What the task requires = What is wanted is the line holding "let list = ShoppingListGenerator::new().build(&[recipe]);" and every later line through the end of the entries, set down exactly.

Material supplied =
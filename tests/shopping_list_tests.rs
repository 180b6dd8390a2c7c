#[cfg(test)]
mod tests {
    use grocery::engine_config::{EngineConfig, MergePolicy};
    use grocery::ingredient_model::{Category, RawIngredient, Recipe, ShoppingListItem};
    use grocery::shopping_list::{generate_shopping_list, render_text, ShoppingListGenerator};

    fn text_recipe(id: &str, lines: &[&str]) -> Recipe {
        lines
            .iter()
            .fold(Recipe::new(id), |recipe, line| recipe.with_ingredient(RawIngredient::text(line)))
    }

    fn find<'a>(items: &'a [ShoppingListItem], name: &str) -> &'a ShoppingListItem {
        items
            .iter()
            .find(|item| item.name == name)
            .unwrap_or_else(|| panic!("no item named {}: {:#?}", name, items))
    }

    #[test]
    fn test_empty_input() {
        assert!(generate_shopping_list(&[]).is_empty());

        let list = ShoppingListGenerator::new().build(&[]);
        assert!(list.is_empty());
        assert_eq!(list.total_count, 0);
    }

    #[test]
    fn test_recipes_without_ingredients() {
        let recipes = vec![Recipe::new("empty"), Recipe::new("also-empty")];
        assert!(generate_shopping_list(&recipes).is_empty());
    }

    #[test]
    fn test_aggregation_additivity() {
        let recipes = vec![
            text_recipe("bread", &["1 cup flour"]),
            text_recipe("cake", &["2 cups flour"]),
        ];

        let items = generate_shopping_list(&recipes);
        assert_eq!(items.len(), 1);

        let flour = &items[0];
        assert_eq!(flour.category, Category::BakingAndSpices);
        assert_eq!(flour.unit, "cup");
        assert!((flour.amount - 3.0).abs() < 1e-6);
        assert_eq!(flour.formatted_amount, "3");
        assert_eq!(flour.display_text, "3 cup Flour");
        assert_eq!(flour.recipe_ids, vec!["bread", "cake"]);
    }

    #[test]
    fn test_round_trip_through_grams() {
        for cups in [0.25, 0.75, 1.5, 4.0] {
            let recipe = Recipe::new("r").with_ingredient(RawIngredient::structured("sugar", cups, "cup"));
            let items = generate_shopping_list(&[recipe]);

            assert_eq!(items[0].unit, "cup");
            assert!(items[0].standardized_display.contains(" g "));
            assert!(
                (items[0].amount - cups).abs() / cups < 0.01,
                "{} cups came back as {}",
                cups,
                items[0].amount
            );
        }
    }

    #[test]
    fn test_count_detection() {
        let recipe = Recipe::new("omelette").with_ingredient(RawIngredient::structured("eggs", 2.0, ""));

        let items = generate_shopping_list(&[recipe]);
        assert_eq!(items.len(), 1);
        assert_eq!(items[0].unit, "count");
        assert_eq!(items[0].amount, 2.0);
        assert!(items[0].display_text.contains('2'));
        assert!(items[0].display_text.contains("Eggs"));
        assert_eq!(items[0].category, Category::Dairy);
    }

    #[test]
    fn test_fraction_formatting() {
        let recipe = Recipe::new("r").with_ingredient(RawIngredient::structured("salt", 0.5, "teaspoon"));

        let items = generate_shopping_list(&[recipe]);
        assert_eq!(items[0].formatted_amount, "1/2");
        assert!(items[0].display_text.contains("tsp"));
    }

    #[test]
    fn test_determinism() {
        let recipes = vec![
            text_recipe(
                "stew",
                &["1 lb beef", "2 carrots", "1 cup beef broth", "2 cloves garlic", "1 tsp salt"],
            ),
            text_recipe(
                "salad",
                &["1 head lettuce", "2 tbsp olive oil", "1 tbsp vinegar", "1/2 cup walnuts"],
            ),
        ];

        let first = generate_shopping_list(&recipes);
        let second = generate_shopping_list(&recipes);
        assert_eq!(first.len(), second.len());

        for (a, b) in first.iter().zip(&second) {
            assert_eq!(a.name, b.name);
            assert_eq!(a.category, b.category);
            assert_eq!(a.display_text, b.display_text);
        }

        let labels: Vec<_> = first.iter().map(|item| item.category.label()).collect();
        let mut sorted = labels.clone();
        sorted.sort();
        assert_eq!(labels, sorted);
    }

    #[test]
    fn test_no_silent_loss() {
        let recipes = vec![
            Recipe::new("r1").with_ingredient(RawIngredient::structured("cocoa powder", 2.0, "tbsp")),
            Recipe::new("r2").with_ingredient(RawIngredient::structured("cocoa powder", 20.0, "g")),
        ];

        let items = generate_shopping_list(&recipes);
        assert_eq!(items.len(), 2);

        let mut units: Vec<_> = items.iter().map(|item| item.unit.as_str()).collect();
        units.sort();
        assert_eq!(units, vec!["g", "tablespoon"]);

        let grams = items.iter().find(|item| item.unit == "g").unwrap();
        assert_eq!(grams.formatted_amount, "20");
        assert_eq!(grams.recipe_ids, vec!["r2"]);
    }

    #[test]
    fn test_density_reconciles_units() {
        let recipes = vec![
            Recipe::new("r1").with_ingredient(RawIngredient::structured("whole milk", 1.0, "cup")),
            Recipe::new("r2").with_ingredient(RawIngredient::structured("whole milk", 100.0, "g")),
        ];

        let items = generate_shopping_list(&recipes);
        assert_eq!(items.len(), 1);
        assert!(items[0].standardized_display.ends_with(" g Milk"));
    }

    #[test]
    fn test_force_merge_combines_lines() {
        let recipes = vec![
            Recipe::new("r1").with_ingredient(RawIngredient::structured("cocoa powder", 2.0, "tbsp")),
            Recipe::new("r2").with_ingredient(RawIngredient::structured("cocoa powder", 20.0, "g")),
        ];

        let config = EngineConfig::default().with_merge_policy(MergePolicy::ForceMerge);
        let items = ShoppingListGenerator::with_config(config).generate(&recipes);
        assert_eq!(items.len(), 1);
        assert_eq!(items[0].recipe_ids, vec!["r1", "r2"]);
    }

    #[test]
    fn test_count_units_from_text() {
        let recipes = vec![
            text_recipe("soup", &["2 cloves garlic, minced", "3 stalks celery"]),
            text_recipe("stir fry", &["1 clove garlic"]),
        ];

        let items = generate_shopping_list(&recipes);
        assert_eq!(find(&items, "Garlic").display_text, "3 Cloves of Garlic");
        assert_eq!(find(&items, "Celery").display_text, "3 Stalks of Celery");
    }

    #[test]
    fn test_unknown_unit_passes_through() {
        let recipe = text_recipe("r", &["2 pinches saffron"]);

        let items = generate_shopping_list(&[recipe]);
        assert_eq!(items.len(), 1);
        assert_eq!(items[0].unit, "pinches");
        assert_eq!(items[0].display_text, "2 pinches Saffron");
    }

    #[test]
    fn test_tiny_amount_stays_visible() {
        let recipe = Recipe::new("r").with_ingredient(RawIngredient::structured("milk", 1.0, "ml"));

        let items = generate_shopping_list(&[recipe]);
        assert_eq!(items.len(), 1);
        assert_eq!(items[0].unit, "ml");
        assert_eq!(items[0].formatted_amount, "1");
        assert_eq!(items[0].display_text, "1 ml Milk");
    }

    #[test]
    fn test_can_size_in_brackets_merges() {
        let recipes = vec![
            text_recipe("chili", &["1 can diced tomatoes"]),
            text_recipe("soup", &["1 (14 oz) can diced tomatoes"]),
        ];

        let items = generate_shopping_list(&recipes);
        assert_eq!(items.len(), 1);
        assert_eq!(items[0].formatted_amount, "2");
        assert_eq!(items[0].display_text, "2 Cans of Tomatoes");
        assert_eq!(items[0].recipe_ids, vec!["chili", "soup"]);
    }

    #[test]
    fn test_ids_are_unique() {
        let recipe = text_recipe(
            "r",
            &["1 cup flour", "2 eggs", "1 cup milk", "1 tsp salt", "2 tbsp butter", "1 onion"],
        );

        let items = generate_shopping_list(&[recipe]);
        let mut ids: Vec<_> = items.iter().map(|item| item.id.clone()).collect();
        ids.sort();
        ids.dedup();
        assert_eq!(ids.len(), items.len());
    }

    #[test]
    fn test_shopping_list_envelope() {
        let recipe = text_recipe("r", &["1 cup flour", "2 eggs", "1 cup milk"]);

        let list = ShoppingListGenerator::new().build(&[recipe]);
        assert_eq!(list.total_count, 3);
        assert_eq!(list.checked_count, 0);
        assert_eq!(list.category_count(Category::Dairy), 2);

        let json = serde_json::to_value(&list).unwrap();
        assert_eq!(json["totalCount"], 3);
        assert_eq!(json["shoppingList"][0]["category"], "Baking & Spices");

        let text = render_text(&list);
        assert!(text.starts_with("Baking & Spices (1)\n"));
        assert!(text.contains("Dairy (2)"));
    }
}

Solution to this task =
        let list = ShoppingListGenerator::new().build(&[recipe]);
        assert_eq!(list.total_count, 3);
        assert_eq!(list.checked_count, 0);
        assert_eq!(list.category_count(Category::Dairy), 2);

        let json = serde_json::to_value(&list).unwrap();
        assert_eq!(json["totalCount"], 3);
        assert_eq!(json["shoppingList"][0]["category"], "Baking & Spices");

        let text = render_text(&list);
        assert!(text.starts_with("Baking & Spices (1)\n"));
        assert!(text.contains("Dairy (2)"));
    }
}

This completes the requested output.